Adiantum hispidulum, commonly known as rough maidenhair fern or five-fingered jack,  is a small fern in the family Pteridaceae of widespread distribution. It is found in Africa, Australia, Polynesia, Malesia, New Zealand and other Pacific Islands.  Its fronds rise in clumps from rhizomes among rocks or in the soil in sheltered areas.

Taxonomy
Adiantum hispidulum was first described by Swedish botanist Olof Swartz in 1802. Its species name is derived from the Latin hispis "hair" and means "minutely hairy". Five-fingered jack is an alternative vernacular name.

Description
Adiantum hispidulum grows in tufts or clumps among rocks or from the ground, its fronds arising from the short dark clumped rhizomes. The dark stipe measures up to 45 cm (18 in) in length. The fronds are divided into long and short narrow triangular or elliptic pinnae, each of which is divided again into smaller roughly rectangular, diamond-, or fan-shaped pinnules.
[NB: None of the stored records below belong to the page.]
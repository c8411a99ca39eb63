use std::sync::Arc;
use tracing::{info, instrument, warn};

use crate::campaigns::models::DONATED_AMOUNT_FIELD;
use crate::shared::AppError;
use crate::store::{Collection, DocumentStore, Update, UpdateResult, WriteMode};

/// Keeps `donatedAmount` on a campaign in step with its payments.
///
/// Each adjustment is a single-document write issued after the payment write,
/// with no transaction spanning the two. A failure or a concurrent write in
/// between leaves the total out of step with the payments, and nothing stops
/// the same payment from being reversed twice.
pub struct BalanceUpdater {
    store: Arc<dyn DocumentStore + Send + Sync>,
}

impl BalanceUpdater {
    pub fn new(store: Arc<dyn DocumentStore + Send + Sync>) -> Self {
        Self { store }
    }

    /// Adds a donation to the campaign total.
    /// An unknown campaign id gets a stub document holding just the total.
    #[instrument(skip(self))]
    pub async fn record_donation(
        &self,
        campaign_id: &str,
        amount: f64,
    ) -> Result<UpdateResult, AppError> {
        let update = Update::new().inc(DONATED_AMOUNT_FIELD, amount);
        let result = self
            .store
            .update_one(
                Collection::DonationCampaigns,
                campaign_id,
                &update,
                WriteMode::Upsert,
            )
            .await?;

        if result.upserted_id.is_some() {
            warn!(campaign_id = %campaign_id, "Donation recorded against unknown campaign, stub created");
        }
        info!(campaign_id = %campaign_id, amount, "Campaign total incremented");
        Ok(result)
    }

    /// Subtracts a refunded donation from the campaign total. Unknown campaigns are left alone.
    #[instrument(skip(self))]
    pub async fn reverse_donation(
        &self,
        campaign_id: &str,
        amount: f64,
    ) -> Result<UpdateResult, AppError> {
        let update = Update::new().inc(DONATED_AMOUNT_FIELD, -amount);
        let result = self
            .store
            .update_one(
                Collection::DonationCampaigns,
                campaign_id,
                &update,
                WriteMode::UpdateExisting,
            )
            .await?;

        if result.matched_count == 0 {
            warn!(campaign_id = %campaign_id, "Refund references unknown campaign");
        }
        info!(campaign_id = %campaign_id, amount, "Campaign total decremented");
        Ok(result)
    }
}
Each pinnule may have 1 to 20 sori along its margins underneath. Young growth may have a pinkish tinge before it matures into the dark green foliage.

Distribution and habitat
The species ranges from tropical Eastern Africa, including South Africa, Mozambique, Malawi, Kenya and Tanzania, as well as Madagascar and the Comoros, Mauritius, to Asia through Malesia to all states of Australia (with the exception of Tasmania), as well as New Zealand and Pacific islands. A common plant, Adiantum hispidulum is often seen growing in moist areas. In Australia it is found near rocks, in rainforest or open forest.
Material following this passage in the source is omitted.